Records provided =>
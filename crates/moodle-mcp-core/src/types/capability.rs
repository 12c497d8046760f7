//! Capability (tool) descriptors and call results exchanged with the host

use serde::{Deserialize, Serialize};
use serde_json::{json, Value};

use super::file::DownloadedFile;

/// A callable capability as shown to the host framework
#[derive(Debug, Clone, PartialEq, Serialize, Deserialize)]
pub struct CapabilityDescriptor {
    /// Capability name (Moodle function name or built-in name)
    pub name: String,
    /// Human readable description
    #[serde(default)]
    pub description: String,
    /// JSON Schema of the arguments
    #[serde(rename = "inputSchema", default = "empty_object_schema")]
    pub input_schema: Value,
    /// JSON Schema of the structured result
    #[serde(rename = "outputSchema", default, skip_serializing_if = "Option::is_none")]
    pub output_schema: Option<Value>,
    /// Icons shown next to the capability
    #[serde(default, skip_serializing_if = "Vec::is_empty")]
    pub icons: Vec<CapabilityIcon>,
}

/// Icon reference, usually a `data:` URI
#[derive(Debug, Clone, PartialEq, Eq, Serialize, Deserialize)]
pub struct CapabilityIcon {
    pub src: String,
    #[serde(rename = "mimeType", default, skip_serializing_if = "Option::is_none")]
    pub mime_type: Option<String>,
}

impl CapabilityIcon {
    pub fn new(src: impl Into<String>, mime_type: impl Into<String>) -> Self {
        Self {
            src: src.into(),
            mime_type: Some(mime_type.into()),
        }
    }
}

fn empty_object_schema() -> Value {
    json!({"type": "object"})
}

impl CapabilityDescriptor {
    /// Create a descriptor that takes no arguments
    pub fn new(name: impl Into<String>, description: impl Into<String>) -> Self {
        Self {
            name: name.into(),
            description: description.into(),
            input_schema: empty_object_schema(),
            output_schema: None,
            icons: Vec::new(),
        }
    }

    /// Set the input schema
    pub fn with_input_schema(mut self, schema: Value) -> Self {
        self.input_schema = schema;
        self
    }

    /// Set the output schema
    pub fn with_output_schema(mut self, schema: Value) -> Self {
        self.output_schema = Some(schema);
        self
    }

    pub fn with_icon(mut self, icon: CapabilityIcon) -> Self {
        self.icons.push(icon);
        self
    }
}

/// Result of invoking a capability
#[derive(Debug, Clone, PartialEq)]
pub enum CallResult {
    /// JSON result, already repaired against the known output shapes
    Structured(Value),
    /// Binary file from `download_file`
    File(DownloadedFile),
}

impl CallResult {
    /// Structured content, if this is a JSON result
    pub fn structured(&self) -> Option<&Value> {
        match self {
            CallResult::Structured(value) => Some(value),
            CallResult::File(_) => None,
        }
    }

    /// Downloaded file, if this is a binary result
    pub fn file(&self) -> Option<&DownloadedFile> {
        match self {
            CallResult::File(file) => Some(file),
            CallResult::Structured(_) => None,
        }
    }
}
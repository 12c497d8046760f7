//! Conversions between adapter types and rmcp model types

use base64::engine::general_purpose::STANDARD;
use base64::Engine;
use rmcp::model::{CallToolResult, Content, Tool};
use serde_json::json;

use crate::error::{AdapterError, AdapterResult};
use crate::types::{CallResult, CapabilityDescriptor, DownloadedFile};

impl CapabilityDescriptor {
    /// As an rmcp `Tool`
    pub fn to_mcp_tool(&self) -> AdapterResult<Tool> {
        Ok(serde_json::from_value(serde_json::to_value(self)?)?)
    }

    /// From an rmcp `Tool`, e.g. one of the host's own tools
    pub fn from_mcp_tool(tool: &Tool) -> AdapterResult<Self> {
        Ok(serde_json::from_value(serde_json::to_value(tool)?)?)
    }
}

impl CallResult {
    /// As an rmcp `CallToolResult`
    ///
    /// Structured results carry both `structuredContent` and a JSON text
    /// block. Files become an embedded blob resource.
    pub fn to_mcp_result(&self) -> AdapterResult<CallToolResult> {
        match self {
            CallResult::Structured(value) => Ok(CallToolResult::structured(value.clone())),
            CallResult::File(file) => Ok(CallToolResult::success(vec![blob_content(file)?])),
        }
    }
}

fn blob_content(file: &DownloadedFile) -> AdapterResult<Content> {
    let content = json!({
        "type": "resource",
        "resource": {
            "uri": format!("file:///{}", file.file_name()),
            "mimeType": file.mime_type_or_default(),
            "blob": STANDARD.encode(&file.data),
        }
    });
    Ok(serde_json::from_value(content)?)
}

/// Convert a capability list for a `tools/list` response
pub fn tools_from(descriptors: &[CapabilityDescriptor]) -> AdapterResult<Vec<Tool>> {
    descriptors.iter().map(CapabilityDescriptor::to_mcp_tool).collect()
}

/// A failed call as an `isError` result
pub fn error_result(error: &AdapterError) -> CallToolResult {
    CallToolResult::error(vec![Content::text(error.to_string())])
}
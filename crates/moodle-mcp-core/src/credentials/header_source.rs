//! Request header credential source

use std::collections::HashMap;

use super::traits::CredentialSource;

/// Header carrying the Moodle site URL
pub const BASE_URL_HEADER: &str = "x-moodle";
/// Header carrying the web service token
pub const TOKEN_HEADER: &str = "x-token";

/// Credentials taken from the headers of the inbound request
///
/// Header names are matched case-insensitively.
#[derive(Debug, Clone, Default)]
pub struct HeaderCredentialSource {
    headers: HashMap<String, String>,
}

impl HeaderCredentialSource {
    /// Build from header name/value pairs
    pub fn from_pairs<I, K, V>(pairs: I) -> Self
    where
        I: IntoIterator<Item = (K, V)>,
        K: AsRef<str>,
        V: Into<String>,
    {
        Self {
            headers: pairs
                .into_iter()
                .map(|(k, v)| (k.as_ref().to_lowercase(), v.into()))
                .collect(),
        }
    }

    /// Build from a header lookup function, e.g. one backed by the host request
    pub fn from_lookup<F>(lookup: F) -> Self
    where
        F: Fn(&str) -> Option<String>,
    {
        Self::from_pairs(
            [BASE_URL_HEADER, TOKEN_HEADER]
                .into_iter()
                .filter_map(|name| lookup(name).map(|value| (name, value))),
        )
    }

    fn header(&self, name: &str) -> Option<String> {
        self.headers.get(name).filter(|v| !v.trim().is_empty()).cloned()
    }
}

impl CredentialSource for HeaderCredentialSource {
    fn name(&self) -> &str {
        "headers"
    }

    fn base_url(&self) -> Option<String> {
        self.header(BASE_URL_HEADER)
    }

    fn token(&self) -> Option<String> {
        self.header(TOKEN_HEADER)
    }
}

#[cfg(test)]
mod tests {
    use super::*;

    #[test]
    fn test_header_names_case_insensitive() {
        let source = HeaderCredentialSource::from_pairs([
            ("X-Moodle", "https://lms.example/"),
            ("X-TOKEN", "tok"),
        ]);
        assert_eq!(source.base_url(), Some("https://lms.example/".to_string()));
        assert_eq!(source.token(), Some("tok".to_string()));
    }

    #[test]
    fn test_blank_headers_are_absent() {
        let source = HeaderCredentialSource::from_pairs([("x-moodle", "  "), ("x-token", "")]);
        assert_eq!(source.base_url(), None);
        assert_eq!(source.token(), None);
    }

    #[test]
    fn test_from_lookup() {
        let source = HeaderCredentialSource::from_lookup(|name| {
            (name == "x-token").then(|| "from-host".to_string())
        });
        assert_eq!(source.token(), Some("from-host".to_string()));
        assert_eq!(source.base_url(), None);
    }
}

Problem to work on => The lines from the beginning of the records through the line containing "pub struct CapabilityDescriptor" should be reproduced exactly. Include nothing else.

Answer section =>
filename crates/moodle-mcp-core/src/types/capability.rs
repository 12c497d8046760f7
//! Capability (tool) descriptors and call results exchanged with the host

use serde::{Deserialize, Serialize};
use serde_json::{json, Value};

use super::file::DownloadedFile;

/// A callable capability as shown to the host framework
#[derive(Debug, Clone, PartialEq, Serialize, Deserialize)]
pub struct CapabilityDescriptor {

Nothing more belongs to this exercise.